Records contained in a dataset
[Start of section]

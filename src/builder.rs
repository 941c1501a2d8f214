//! The tree builder: the sole minter of node ids.
//!
//! A [`ModuleContext`] lives for a whole translation unit and owns the node pool and the global
//! symbol table. A [`TreeBuilder`] borrows it for the duration of one function, adds that
//! function's local symbols, trees, spans, and provenance on top, and is consumed by
//! [`TreeBuilder::finish`] into an immutable [`FunctionTree`]. Because every function's builder
//! allocates out of the same pool, ids are unique across the whole unit and shared subtrees keep
//! a stable identity everywhere.

use crate::ast::{
    AddrSpan, AssignFlags, BinaryOp, CType, CallTarget, Expr, ExprId, LVal, LValId, NodePool,
    Offset, Stmt, StmtId, TypeId, UnaryOp,
};
use crate::containers::unordered::UnorderedMap;
use crate::provenance::Provenance;
use crate::symtab::{GlobalSymbols, LocalSymbols, VarInfo};

/// Translation-unit-wide state: the node pool and the global symbol table.
#[derive(Default)]
pub struct ModuleContext {
    pub pool: NodePool,
    pub globals: GlobalSymbols,
}

impl ModuleContext {
    pub fn new() -> Self {
        Default::default()
    }
}

/// Where a variable lives in the machine. Imported from the decoder and carried through to the
/// wire format for the benefit of downstream patch tooling.
#[derive(Clone, PartialEq, Eq, Debug)]
pub enum StorageSlot {
    Register { name: String },
    StackOffset { offset: i64 },
    Memory { address: u64 },
}

/// The finished, immutable result of building one function.
pub struct FunctionTree {
    pub name: String,
    pub address: u64,
    /// Tree roots, most reduced first: `roots[0]` is the high-level tree, the last entry is the
    /// low-level ground truth, anything between is a partial reduction stage.
    pub roots: Vec<StmtId>,
    pub spans: UnorderedMap<StmtId, AddrSpan>,
    pub storage: UnorderedMap<String, StorageSlot>,
    pub provenance: Provenance,
    pub locals: LocalSymbols,
}

impl FunctionTree {
    pub fn high_root(&self) -> StmtId {
        self.roots[0]
    }

    pub fn low_root(&self) -> StmtId {
        *self
            .roots
            .last()
            .unwrap_or_else(|| panic!("Function {:?} has no trees", self.name))
    }
}

/// The per-function construction context.
pub struct TreeBuilder<'m> {
    ctx: &'m mut ModuleContext,
    name: String,
    address: u64,
    locals: LocalSymbols,
    roots: Vec<StmtId>,
    spans: UnorderedMap<StmtId, AddrSpan>,
    storage: UnorderedMap<String, StorageSlot>,
    provenance: Provenance,
}

impl<'m> TreeBuilder<'m> {
    pub fn new(ctx: &'m mut ModuleContext, name: &str, address: u64) -> Self {
        TreeBuilder {
            ctx,
            name: name.to_owned(),
            address,
            locals: LocalSymbols::new(),
            roots: Vec::new(),
            spans: Default::default(),
            storage: Default::default(),
            provenance: Provenance::new(),
        }
    }

    pub fn pool(&self) -> &NodePool {
        &self.ctx.pool
    }

    pub fn globals(&self) -> &GlobalSymbols {
        &self.ctx.globals
    }

    pub fn globals_mut(&mut self) -> &mut GlobalSymbols {
        &mut self.ctx.globals
    }

    pub fn locals(&self) -> &LocalSymbols {
        &self.locals
    }

    pub fn provenance(&self) -> &Provenance {
        &self.provenance
    }

    pub fn provenance_mut(&mut self) -> &mut Provenance {
        &mut self.provenance
    }

    pub fn function_name(&self) -> &str {
        &self.name
    }

    pub fn function_address(&self) -> u64 {
        self.address
    }

    pub fn add_local_symbol(&mut self, name: &str, info: VarInfo) {
        self.locals.add_symbol(name, info);
    }

    pub fn add_global_symbol(&mut self, name: &str, info: VarInfo) {
        self.ctx.globals.add_symbol(name, info);
    }

    /// Does `name` resolve through the global table rather than a local registration?
    pub fn is_global_name(&self, name: &str) -> bool {
        self.locals.is_global(&self.ctx.globals, name)
    }

    pub fn set_storage(&mut self, name: &str, slot: StorageSlot) {
        self.storage.insert(name.to_owned(), slot);
    }

    // --- statement factories ---

    pub fn make_block(&mut self, stmts: Vec<StmtId>) -> StmtId {
        self.ctx.pool.alloc_stmt(Stmt::Block { stmts })
    }

    pub fn make_instruction_sequence(&mut self, insts: Vec<StmtId>) -> StmtId {
        debug_assert!(insts
            .iter()
            .all(|&i| self.ctx.pool.stmt(i).is_instruction()));
        self.ctx.pool.alloc_stmt(Stmt::Seq { insts })
    }

    pub fn make_branch(
        &mut self,
        cond: ExprId,
        then_stmt: StmtId,
        else_stmt: Option<StmtId>,
    ) -> StmtId {
        self.ctx.pool.alloc_stmt(Stmt::Branch {
            cond,
            then_stmt,
            else_stmt,
        })
    }

    pub fn make_loop(&mut self, cond: Option<ExprId>, body: StmtId) -> StmtId {
        self.ctx.pool.alloc_stmt(Stmt::Loop { cond, body })
    }

    pub fn make_return(&mut self, value: Option<ExprId>) -> StmtId {
        self.ctx.pool.alloc_stmt(Stmt::Return { value })
    }

    pub fn make_goto(&mut self, label: &str) -> StmtId {
        self.ctx.pool.alloc_stmt(Stmt::Goto {
            label: label.to_owned(),
        })
    }

    pub fn make_switch(
        &mut self,
        scrutinee: ExprId,
        cases: Vec<(u64, StmtId)>,
        default: Option<StmtId>,
    ) -> StmtId {
        self.ctx.pool.alloc_stmt(Stmt::Switch {
            scrutinee,
            cases,
            default,
        })
    }

    pub fn make_assignment(
        &mut self,
        lhs: LValId,
        rhs: ExprId,
        flags: AssignFlags,
        span: Option<AddrSpan>,
    ) -> StmtId {
        let id = self.ctx.pool.alloc_stmt(Stmt::Assign { lhs, rhs, flags });
        if let Some(span) = span {
            self.spans.insert(id, span);
        }
        id
    }

    pub fn make_call(
        &mut self,
        result: Option<LValId>,
        target: CallTarget,
        args: Vec<ExprId>,
        kills: Vec<String>,
        span: Option<AddrSpan>,
    ) -> StmtId {
        let id = self.ctx.pool.alloc_stmt(Stmt::Call {
            result,
            target,
            args,
            kills,
        });
        if let Some(span) = span {
            self.spans.insert(id, span);
        }
        id
    }

    // --- lvalue factories ---

    pub fn make_variable_lval(&mut self, name: &str, offset: Offset) -> LValId {
        self.ctx.pool.alloc_lval(LVal::Var {
            name: name.to_owned(),
            offset,
        })
    }

    pub fn make_deref_lval(&mut self, addr: ExprId, offset: Offset) -> LValId {
        self.ctx.pool.alloc_lval(LVal::Deref { addr, offset })
    }

    /// Build an lvalue form of an already-built expression, for operand kinds that have one.
    /// A kind with no lvalue form is an error scoped to the one instruction being lowered; the
    /// per-instruction loop upstream is expected to catch it rather than abort the function.
    pub fn make_lval_from_expr(&mut self, expr: ExprId) -> Result<LValId, String> {
        match self.ctx.pool.expr(expr) {
            Expr::Read { lval } => Ok(*lval),
            Expr::Substituted { original, .. } => Ok(*original),
            other => Err(format!(
                "Operand kind has no lvalue form: {:?} ({:?})",
                expr, other
            )),
        }
    }

    // --- expression factories ---

    pub fn make_constant(&mut self, value: u64, size: u8) -> ExprId {
        self.ctx.pool.alloc_expr(Expr::Const { value, size })
    }

    pub fn make_lval_read(&mut self, lval: LValId) -> ExprId {
        self.ctx.pool.alloc_expr(Expr::Read { lval })
    }

    pub fn make_cast(&mut self, ty: TypeId, arg: ExprId) -> ExprId {
        self.ctx.pool.alloc_expr(Expr::Cast { ty, arg })
    }

    pub fn make_unary(&mut self, op: UnaryOp, arg: ExprId) -> ExprId {
        self.ctx.pool.alloc_expr(Expr::Unary { op, arg })
    }

    pub fn make_binary(&mut self, op: BinaryOp, lhs: ExprId, rhs: ExprId) -> ExprId {
        self.ctx.pool.alloc_expr(Expr::Binary { op, lhs, rhs })
    }

    pub fn make_ternary(&mut self, cond: ExprId, then_expr: ExprId, else_expr: ExprId) -> ExprId {
        self.ctx.pool.alloc_expr(Expr::Ternary {
            cond,
            then_expr,
            else_expr,
        })
    }

    pub fn make_address_of(&mut self, lval: LValId) -> ExprId {
        self.ctx.pool.alloc_expr(Expr::AddressOf { lval })
    }

    pub fn make_sizeof(&mut self, ty: TypeId) -> ExprId {
        self.ctx.pool.alloc_expr(Expr::SizeOf { ty })
    }

    pub fn make_substituted(&mut self, original: LValId, substitute: ExprId) -> ExprId {
        self.ctx.pool.alloc_expr(Expr::Substituted {
            original,
            substitute,
        })
    }

    pub fn intern_type(&mut self, t: CType) -> TypeId {
        self.ctx.pool.intern_type(t)
    }

    // --- spans and roots ---

    pub fn record_span(&mut self, stmt: StmtId, span: AddrSpan) {
        self.spans.insert(stmt, span);
    }

    pub fn span_of(&self, stmt: StmtId) -> Option<AddrSpan> {
        self.spans.get(&stmt).copied()
    }

    /// Append a tree root. Roots are kept in most-reduced-first order; construction appends the
    /// low-level ground truth here and reduction prepends its result.
    pub fn add_tree_root(&mut self, root: StmtId) {
        self.roots.push(root);
    }

    /// Prepend a tree root produced by a reduction stage.
    pub fn prepend_tree_root(&mut self, root: StmtId) {
        self.roots.insert(0, root);
    }

    pub fn roots(&self) -> &[StmtId] {
        &self.roots
    }

    /// Run the provenance resolution pass over everything recorded so far. Must happen after all
    /// address-based facts are in and before any resolved-fact query.
    pub fn resolve_provenance(&mut self) {
        let Self {
            ctx,
            spans,
            provenance,
            ..
        } = self;
        provenance.resolve(&ctx.pool, spans);
    }

    /// Consume the builder into an immutable function record. A function must carry at least the
    /// high-level and low-level trees and its provenance must have been resolved.
    pub fn finish(self) -> FunctionTree {
        assert!(
            self.roots.len() >= 2,
            "Function {:?} finished with {} trees, need at least a high-level and a low-level one",
            self.name,
            self.roots.len()
        );
        assert!(
            self.provenance.is_resolved(),
            "Function {:?} finished with unresolved provenance",
            self.name
        );
        FunctionTree {
            name: self.name,
            address: self.address,
            roots: self.roots,
            spans: self.spans,
            storage: self.storage,
            provenance: self.provenance,
            locals: self.locals,
        }
    }
}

[End of section]

▸ **TASK INSTRUCTIONS**: Restate verbatim all lines from the start of the data through the line containing "downstream patch tooling.", with both ends kept.

▸ **RESPONSE TO THIS EXERCISE**:
filename src/builder.rs
repository 941c1501a2d8f214
//! The tree builder: the sole minter of node ids.
//!
//! A [`ModuleContext`] lives for a whole translation unit and owns the node pool and the global
//! symbol table. A [`TreeBuilder`] borrows it for the duration of one function, adds that
//! function's local symbols, trees, spans, and provenance on top, and is consumed by
//! [`TreeBuilder::finish`] into an immutable [`FunctionTree`]. Because every function's builder
//! allocates out of the same pool, ids are unique across the whole unit and shared subtrees keep
//! a stable identity everywhere.

use crate::ast::{
    AddrSpan, AssignFlags, BinaryOp, CType, CallTarget, Expr, ExprId, LVal, LValId, NodePool,
    Offset, Stmt, StmtId, TypeId, UnaryOp,
};
use crate::containers::unordered::UnorderedMap;
use crate::provenance::Provenance;
use crate::symtab::{GlobalSymbols, LocalSymbols, VarInfo};

/// Translation-unit-wide state: the node pool and the global symbol table.
#[derive(Default)]
pub struct ModuleContext {
    pub pool: NodePool,
    pub globals: GlobalSymbols,
}

impl ModuleContext {
    pub fn new() -> Self {
        Default::default()
    }
}

/// Where a variable lives in the machine. Imported from the decoder and carried through to the
/// wire format for the benefit of downstream patch tooling.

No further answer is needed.